(Stored data entries)
══════════════════════════════

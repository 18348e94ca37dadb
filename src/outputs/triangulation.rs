use std::fmt;

use crate::Vertex;

use super::Mesh;

/// Why a polygon was returned without being triangulated
#[derive(Debug, PartialEq, Eq, Clone, Copy, Hash)]
pub enum SkipReason {
    /// No outer ring was given
    MissingPolygon,
    /// The outer ring has fewer than 3 vertices
    TooFewVertices(usize),
    /// No hole list was given, or it was empty
    NoHoles,
    /// No hole's bounds intersect the outer ring's bounds
    NoEligibleHoles,
}

impl fmt::Display for SkipReason {
    fn fmt(&self, f: &mut fmt::Formatter<'_>) -> fmt::Result {
        match self {
            Self::MissingPolygon => write!(f, "no outer ring"),
            Self::TooFewVertices(count) => write!(f, "outer ring only has {} vertices", count),
            Self::NoHoles => write!(f, "no holes"),
            Self::NoEligibleHoles => write!(f, "no hole overlaps the outer ring's bounds"),
        }
    }
}

/// The outcome of [Triangulator::triangulate](crate::Triangulator::triangulate)
#[derive(Clone)]
pub enum Triangulation<'a, V: Vertex> {
    /// The input was passed through unchanged
    Skipped {
        polygon: Option<&'a [V]>,
        reason: SkipReason,
    },
    Triangulated(Mesh<'a, V>),
}

impl<'a, V: Vertex + fmt::Debug> fmt::Debug for Triangulation<'a, V>
where
    V::Coordinate: fmt::Debug,
{
    fn fmt(&self, f: &mut fmt::Formatter<'_>) -> fmt::Result {
        match self {
            Self::Skipped { polygon, reason } => f.debug_struct("Skipped")
                .field("polygon", polygon)
                .field("reason", reason)
                .finish(),
            Self::Triangulated(mesh) => f.debug_tuple("Triangulated").field(mesh).finish(),
        }
    }
}

impl<'a, V: Vertex> Triangulation<'a, V> {
    pub fn is_skipped(&self) -> bool {
        matches!(self, Self::Skipped { .. })
    }

    pub fn mesh(&self) -> Option<&Mesh<'a, V>> {
        match self {
            Self::Triangulated(mesh) => Some(mesh),
            Self::Skipped { .. } => None,
        }
    }

    pub fn into_mesh(self) -> Option<Mesh<'a, V>> {
        match self {
            Self::Triangulated(mesh) => Some(mesh),
            Self::Skipped { .. } => None,
        }
    }

    /// The untouched outer ring, if the input was skipped
    pub fn skipped_polygon(&self) -> Option<&'a [V]> {
        match self {
            Self::Skipped { polygon, .. } => *polygon,
            Self::Triangulated(_) => None,
        }
    }

    pub fn skip_reason(&self) -> Option<SkipReason> {
        match self {
            Self::Skipped { reason, .. } => Some(*reason),
            Self::Triangulated(_) => None,
        }
    }
}
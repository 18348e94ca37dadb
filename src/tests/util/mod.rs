pub mod polygon;
pub mod kernels;
mod vtest;

pub use vtest::VTest;
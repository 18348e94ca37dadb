pub mod util;

#[cfg(test)]
mod kernel;
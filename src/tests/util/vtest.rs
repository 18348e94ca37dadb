use crate::inputs::Vertex;

#[derive(Default, Copy, Clone, PartialEq, PartialOrd)]
pub struct VTest {
    x: f32,
    y: f32,
}

impl VTest {
    pub fn new(x: f32, y: f32) -> Self { VTest {x, y} }
}

impl std::fmt::Debug for VTest {
    fn fmt(&self, f: &mut std::fmt::Formatter<'_>) -> std::fmt::Result {
        write!(f, "({}, {})", self.x, self.y)
    }
}

impl Vertex for VTest {
    type Coordinate = f32;

    #[inline(always)]
    fn x(&self) -> Self::Coordinate { self.x }

    #[inline(always)]
    fn y(&self) -> Self::Coordinate { self.y }
}

impl From<(f32, f32)> for VTest {
    fn from((x, y): (f32, f32)) -> Self {
        VTest::new(x, y)
    }
}
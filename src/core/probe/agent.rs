// src/core/probe/agent.rs

use crate::core::models::AgentProbeResult;
use crate::core::probe::{PathResponse, fetch_path};
use tracing::{debug, info};
use url::Url;

/// Well-known locations for MCP servers and agent endpoints.
const AGENT_PATHS: &[&str] = &["/.mcp/config.json", "/mcp", "/api/mcp", "/agent"];

/// Sweeps the agent/MCP candidate paths without following redirects. Unlike
/// the admin sweep, every path is probed so the report can list all exposed
/// endpoints. A 200 response counts when it serves JSON or mentions "mcp".
pub async fn run(client: &reqwest::Client, target: &Url) -> AgentProbeResult {
    info!(target = %target, "Starting agent endpoint sweep.");

    let mut paths = Vec::new();
    for path in AGENT_PATHS {
        let Ok(url) = target.join(path) else {
            continue;
        };
        if let Some(response) = fetch_path(client, url).await {
            if looks_like_agent_endpoint(&response) {
                debug!(path, "Agent endpoint matched.");
                paths.push(path.to_string());
            }
        }
    }

    info!(found = paths.len(), "Agent endpoint sweep finished.");
    AgentProbeResult {
        exposed: !paths.is_empty(),
        paths,
    }
}

fn looks_like_agent_endpoint(response: &PathResponse) -> bool {
    response.content_type.contains("application/json") || response.body.to_lowercase().contains("mcp")
}

#[cfg(test)]
mod tests {
    use super::*;

    #[test]
    fn json_content_type_matches() {
        let response = PathResponse {
            content_type: "application/json; charset=utf-8".to_string(),
            body: "{}".to_string(),
        };
        assert!(looks_like_agent_endpoint(&response));
    }

    #[test]
    fn mcp_keyword_in_body_matches() {
        let response = PathResponse {
            content_type: "text/html".to_string(),
            body: "<p>MCP server running</p>".to_string(),
        };
        assert!(looks_like_agent_endpoint(&response));
    }

    #[test]
    fn unrelated_page_does_not_match() {
        let response = PathResponse {
            content_type: "text/html".to_string(),
            body: "<p>Nothing to see here</p>".to_string(),
        };
        assert!(!looks_like_agent_endpoint(&response));
    }
}
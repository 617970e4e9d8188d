// src/core/probe/dmarc.rs

use crate::core::models::DmarcProbeResult;
use hickory_resolver::TokioAsyncResolver;
use tracing::{debug, info, warn};
use url::Url;

/// Looks up the `_dmarc` TXT record for the target's root domain. Positive
/// iff any answer contains the `v=DMARC1` marker; lookup failures are
/// recorded, never propagated.
pub async fn run(resolver: &TokioAsyncResolver, target: &Url) -> DmarcProbeResult {
    let Some(host) = target.host_str() else {
        return DmarcProbeResult {
            has_dmarc: false,
            record: None,
            error: Some("Invalid hostname".to_string()),
        };
    };

    let dmarc_target = format!("_dmarc.{}", root_domain(host));
    info!(target = %dmarc_target, "Starting DMARC probe.");

    match resolver.txt_lookup(dmarc_target.clone()).await {
        Ok(txt_records) => {
            for record in txt_records.iter() {
                let record_str = record.to_string();
                if record_str.contains("v=DMARC1") {
                    debug!(record = %record_str, "DMARC record found.");
                    return DmarcProbeResult {
                        has_dmarc: true,
                        record: Some(record_str),
                        error: None,
                    };
                }
            }
            debug!(target = %dmarc_target, "TXT records present but none carry v=DMARC1.");
            DmarcProbeResult {
                has_dmarc: false,
                record: None,
                error: Some("No DMARC record found".to_string()),
            }
        }
        Err(e) => {
            warn!(target = %dmarc_target, error = %e, "DMARC lookup failed.");
            DmarcProbeResult {
                has_dmarc: false,
                record: None,
                error: Some(format!("DNS Error: {}", e)),
            }
        }
    }
}

/// Keeps the last two dot-separated labels of the hostname. Simplified on
/// purpose: multi-part public suffixes like `.co.uk` are not special-cased.
pub fn root_domain(hostname: &str) -> String {
    let labels: Vec<&str> = hostname.split('.').collect();
    if labels.len() > 2 {
        labels[labels.len() - 2..].join(".")
    } else {
        hostname.to_string()
    }
}
// src/core/probe/cors.rs

use crate::core::models::CorsProbeResult;
use crate::core::probe::PROBE_TIMEOUT;
use reqwest::Method;
use tracing::{info, warn};
use url::Url;

/// Origin injected into the preflight request. The policy is over-permissive
/// iff the server reflects this origin back or answers with a wildcard.
pub const TEST_ORIGIN: &str = "https://evil-untrusted-site.com";

/// Sends one preflight-style OPTIONS request with a forged Origin (no
/// redirects followed) and inspects `Access-Control-Allow-Origin`. Fail-open:
/// a network failure records the error but is never reported as a finding.
pub async fn run(client: &reqwest::Client, target: &Url) -> CorsProbeResult {
    info!(target = %target, "Starting CORS probe.");

    let response = match client
        .request(Method::OPTIONS, target.clone())
        .header("Origin", TEST_ORIGIN)
        .timeout(PROBE_TIMEOUT)
        .send()
        .await
    {
        Ok(r) => r,
        Err(e) => {
            warn!(target = %target, error = %e, "CORS probe request failed.");
            return CorsProbeResult {
                vulnerable: false,
                allowed_origin: None,
                detail: "CORS check could not be completed.".to_string(),
                error: Some(format!("HTTP request failed: {}", e)),
            };
        }
    };

    let allowed_origin = response
        .headers()
        .get("access-control-allow-origin")
        .and_then(|v| v.to_str().ok())
        .map(String::from);

    let result = match allowed_origin {
        Some(origin) if origin == "*" || origin == TEST_ORIGIN => CorsProbeResult {
            vulnerable: true,
            allowed_origin: Some(origin),
            detail: "CORS policy is overly permissive, allowing any origin.".to_string(),
            error: None,
        },
        Some(origin) => CorsProbeResult {
            vulnerable: false,
            allowed_origin: Some(origin),
            detail: "CORS policy restricts origin correctly.".to_string(),
            error: None,
        },
        None => CorsProbeResult {
            vulnerable: false,
            allowed_origin: None,
            detail: "No CORS policy detected.".to_string(),
            error: None,
        },
    };

    info!(vulnerable = result.vulnerable, "CORS probe finished.");
    result
}
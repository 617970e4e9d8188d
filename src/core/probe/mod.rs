// src/core/probe/mod.rs

// Public interface for the `probe` module. Each sub-module is one
// self-contained network check: it takes the target URL (plus an injected
// client where needed), never panics or returns an error past its boundary,
// and maps every failure into its result struct.
pub mod agent;
pub mod cors;
pub mod dmarc;
pub mod exposure;
pub mod headers;
pub mod tls;

use reqwest::StatusCode;
use std::time::Duration;
use tracing::debug;
use url::Url;

/// Timeout for the single-request probes (headers, CORS, TLS, DNS).
pub const PROBE_TIMEOUT: Duration = Duration::from_secs(5);

/// Per-path timeout for the exposure sweeps.
pub const SWEEP_TIMEOUT: Duration = Duration::from_secs(3);

/// Body and content type of a successfully fetched candidate path.
pub(crate) struct PathResponse {
    pub content_type: String,
    pub body: String,
}

/// Fetches one candidate path for an exposure sweep. Returns `None` for
/// anything other than a readable 200 response; failures are isolated per
/// path and never abort the sweep.
pub(crate) async fn fetch_path(client: &reqwest::Client, url: Url) -> Option<PathResponse> {
    let response = match client.get(url.clone()).timeout(SWEEP_TIMEOUT).send().await {
        Ok(r) => r,
        Err(e) => {
            debug!(url = %url, error = %e, "Path request failed, skipping.");
            return None;
        }
    };

    if response.status() != StatusCode::OK {
        debug!(url = %url, status = %response.status(), "Non-200 response, not a finding.");
        return None;
    }

    let content_type = response
        .headers()
        .get(reqwest::header::CONTENT_TYPE)
        .and_then(|v| v.to_str().ok())
        .unwrap_or_default()
        .to_ascii_lowercase();

    match response.text().await {
        Ok(body) => Some(PathResponse { content_type, body }),
        Err(e) => {
            debug!(url = %url, error = %e, "Failed to read path response body.");
            None
        }
    }
}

══════════════════════════════

How to complete this task
Only lines that contain "redirects" are needed, so copy each of them from the data.

Exercise output
/// Sweeps the agent/MCP candidate paths without following redirects. Unlike
/// redirects followed) and inspects `Access-Control-Allow-Origin`. Fail-open:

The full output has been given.